In SwiftUI, views that update the interface must operate on the main thread. We use @MainActor on the ViewModel to guarantee this. Crossing data between WeatherService (a background actor) and WeatherViewModel (MainActor) is safe because WeatherData is Sendable.

import SwiftUI

@MainActor
class WeatherViewModel: ObservableObject {
    @Published var weather: WeatherData?
    @Published var isLoading = false
    
    private let service = WeatherService()
    
    func loadData() {
        isLoading = true
        
        // We create a Task. The closure we pass is @Sendable by default in this context.
        Task {
            do {
                // We cross the actor boundary. 
                // This is safe because WeatherData is Sendable.
                let fetchedData = try await service.fetchWeather(for: "Madrid")
                self.weather = fetchedData
                self.isLoading = false
            } catch {
                print("Error loading data")
                self.isLoading = false
            }
        }
    }
}

struct WeatherView: View {
    @StateObject private var viewModel = WeatherViewModel()
    
    var body: some View {
        VStack(spacing: 20) {
            if viewModel.isLoading {
                ProgressView("Loading weather...")
            } else if let weather = viewModel.weather {
                Text(weather.cityName)
                    .font(.largeTitle)
                Text("\(weather.temperature, specifier: "%.1f")°C")
                    .font(.system(size: 60, weight: .bold))
                Text(weather.condition)
                    .font(.title2)
            } else {
                Text("No data available")
            }
            
            Button("Update") {
                viewModel.loadData()
            }
            .buttonStyle(.borderedProminent)
        }
        .padding()
    }
}

This code will compile without a single concurrency warning in Xcode, even with strict mode enabled, thanks to the proper use of the Sendable Protocol in Swift.
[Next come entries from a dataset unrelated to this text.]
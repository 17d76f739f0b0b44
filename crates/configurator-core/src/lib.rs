pub mod binder;
pub mod capability;
pub mod config;
pub mod constants;
pub mod deeplink;
pub mod error;
pub mod events;
pub mod idle;
pub mod recording;
pub mod state;
pub mod texture_cache;
pub mod viewer;

pub use binder::{Binder, Context};
pub use capability::{
    check_ar_support, classify_device, classify_device_with_override, ArFlags, ArMode, ArSupport,
    DeviceClass, HostInfo,
};
pub use config::{
    Color, ColorTextures, Configuration, Defaults, Environment, MaterialBindings, MaterialSlot,
    Strap, StrapTexture,
};
pub use constants::*;
pub use deeplink::{share_url, UrlParams};
pub use error::{BinderError, ConfigError, ConfigLoadError, ErrorKind, ViewerError};
pub use events::{ConfiguratorEvent, ErrorInfo, EventBus, EventLog, SubscriptionId};
pub use idle::{IdleState, IdleTracker, IdleTransition};
pub use state::{system_clock, Clock, SelectionState};
pub use texture_cache::{preload_all, PreloadSummary, TextureCache};
pub use viewer::{MaterialHandle, ModelViewer};
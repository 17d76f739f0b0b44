//! Selection state shared between the binder, widgets and deep links.

use crate::config::Configuration;
use serde::Serialize;
use std::rc::Rc;

/// The three-axis user choice currently in effect.
///
/// Values handed out by the binder are copies; mutating one has no effect on
/// the binder.
#[derive(Clone, Debug, PartialEq, Eq, Serialize)]
pub struct SelectionState {
    pub color: String,
    pub strap: String,
    pub environment: String,
}

impl SelectionState {
    pub fn from_defaults(config: &Configuration) -> Self {
        Self {
            color: config.defaults.color.clone(),
            strap: config.defaults.strap.clone(),
            environment: config.defaults.environment.clone(),
        }
    }
}

/// Milliseconds since an arbitrary epoch; used for event timestamps.
pub type Clock = Rc<dyn Fn() -> f64>;

/// Wall-clock milliseconds since the Unix epoch. Not available on
/// `wasm32-unknown-unknown`; the web front-end supplies `Date.now` instead.
pub fn system_clock() -> Clock {
    Rc::new(|| {
        std::time::SystemTime::now()
            .duration_since(std::time::UNIX_EPOCH)
            .map(|d| d.as_secs_f64() * 1000.0)
            .unwrap_or(0.0)
    })
}
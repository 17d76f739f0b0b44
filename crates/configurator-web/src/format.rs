// Pure helpers shared by the DOM glue. No web-sys types here so the host
// tests can include this file directly.

pub const DEFAULT_CONFIG_PATH: &str = "config/product.json";
pub const DOM_EVENT_PREFIX: &str = "configurator:";

#[inline]
pub fn config_path(attr: Option<&str>) -> &str {
    match attr.map(str::trim) {
        Some(p) if !p.is_empty() => p,
        _ => DEFAULT_CONFIG_PATH,
    }
}

/// Name of the DOM `CustomEvent` mirroring a bus event.
#[inline]
pub fn dom_event_name(event: &str) -> String {
    format!("{DOM_EVENT_PREFIX}{event}")
}

/// `device-mobile`, `device-tablet`, `device-desktop`.
#[inline]
pub fn device_body_class(class: &str) -> String {
    format!("device-{class}")
}

pub fn progress_label(loaded: usize, total: usize, percentage: u32) -> String {
    if total == 0 || loaded >= total {
        "All finishes ready".to_string()
    } else {
        format!("Preparing finishes {loaded}/{total} ({percentage}%)")
    }
}

/// Decoded byte size of a base64 `data:` URL payload.
pub fn data_url_size(data_url: &str) -> usize {
    let payload = match data_url.split_once(',') {
        Some((_, p)) => p,
        None => return 0,
    };
    let trimmed = payload.trim_end_matches('=');
    let padding = payload.len() - trimmed.len();
    ((payload.len() / 4) * 3).saturating_sub(padding.min(2))
}

/// Resource Timing entry names are absolute; the model `src` is usually
/// relative to the page.
pub fn resource_matches(entry_name: &str, src: &str) -> bool {
    let src = src.trim_start_matches("./");
    if src.is_empty() {
        return false;
    }
    let name = entry_name
        .split(|c: char| c == '?' || c == '#')
        .next()
        .unwrap_or(entry_name);
    name == src || name.ends_with(&format!("/{src}"))
}

/// Scene Viewer ships with Chrome on Android; Firefox and Oculus browsers
/// lack the intent handler.
pub fn scene_viewer_available(user_agent: &str) -> bool {
    let ua = user_agent.to_ascii_lowercase();
    ua.contains("android") && !ua.contains("firefox") && !ua.contains("oculusbrowser")
}

pub fn error_toast_text(message: &str, details: Option<&str>) -> String {
    match details {
        Some(d) if !d.is_empty() => format!("{message}: {d}"),
        _ => message.to_string(),
    }
}
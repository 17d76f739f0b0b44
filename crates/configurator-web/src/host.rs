use crate::format::scene_viewer_available;
use configurator_core::{ArFlags, HostInfo};
use wasm_bindgen::{JsCast, JsValue};
use web_sys as web;

fn quick_look_supported(document: &web::Document) -> bool {
    document
        .create_element("a")
        .ok()
        .and_then(|a| a.dyn_into::<web::HtmlAnchorElement>().ok())
        .and_then(|a| a.rel_list().supports("ar").ok())
        .unwrap_or(false)
}

fn webxr_present(navigator: &web::Navigator) -> bool {
    js_sys::Reflect::get(navigator, &JsValue::from_str("xr"))
        .map(|xr| !(xr.is_undefined() || xr.is_null()))
        .unwrap_or(false)
}

/// Fresh snapshot of the browser environment. Cheap; taken on every query.
pub fn probe(window: &web::Window) -> HostInfo {
    let navigator = window.navigator();
    let location = window.location();
    let user_agent = navigator.user_agent().unwrap_or_default();
    let quick_look = window
        .document()
        .map(|d| quick_look_supported(&d))
        .unwrap_or(false);

    HostInfo {
        viewport_width: window
            .inner_width()
            .ok()
            .and_then(|v| v.as_f64())
            .unwrap_or(0.0),
        viewport_height: window
            .inner_height()
            .ok()
            .and_then(|v| v.as_f64())
            .unwrap_or(0.0),
        max_touch_points: navigator.max_touch_points().max(0) as u32,
        protocol: location.protocol().unwrap_or_default(),
        hostname: location.hostname().unwrap_or_default(),
        ar: ArFlags {
            quick_look,
            scene_viewer: scene_viewer_available(&user_agent),
            webxr: webxr_present(&navigator),
        },
        user_agent,
    }
}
8. Best Practices for the Modern iOS Developer

To truly master concurrency in Swift programming, here are some golden rules:

  1. Prioritize Value Types: Whenever possible, use structs and enums for your data models. By doing so, you get Sendable conformance “for free” and avoid headaches.
  2. Enable strict concurrency checking in Xcode: Go to the Build Settings of your project in Xcode, search for Strict Concurrency Checking, and set it to Complete. This will force you to adopt Sendable correctly and prepare your code for Swift 6.
  3. Avoid @unchecked Sendable unless it is the last resort: If you find yourself using it frequently, there is likely an architectural flaw in how you are managing your app’s state.
  4. Use Actors for shared mutable state: If you really need to pass mutable state between different parts of your application, encapsulate it within an actor instead of a traditional class.

9. Conclusion

The Sendable Protocol in Swift is not just another language feature; it is the foundational pillar that makes modern concurrency in the Apple ecosystem safe and robust.

As an iOS Developer, learning to structure your data so that it can be transmitted safely will save you countless hours of debugging mysterious crashes in production. Whether you are building for iOS, macOS, or watchOS using SwiftUI, embracing Sendable and letting the Xcode compiler guide you is the mark of a Swift programming professional.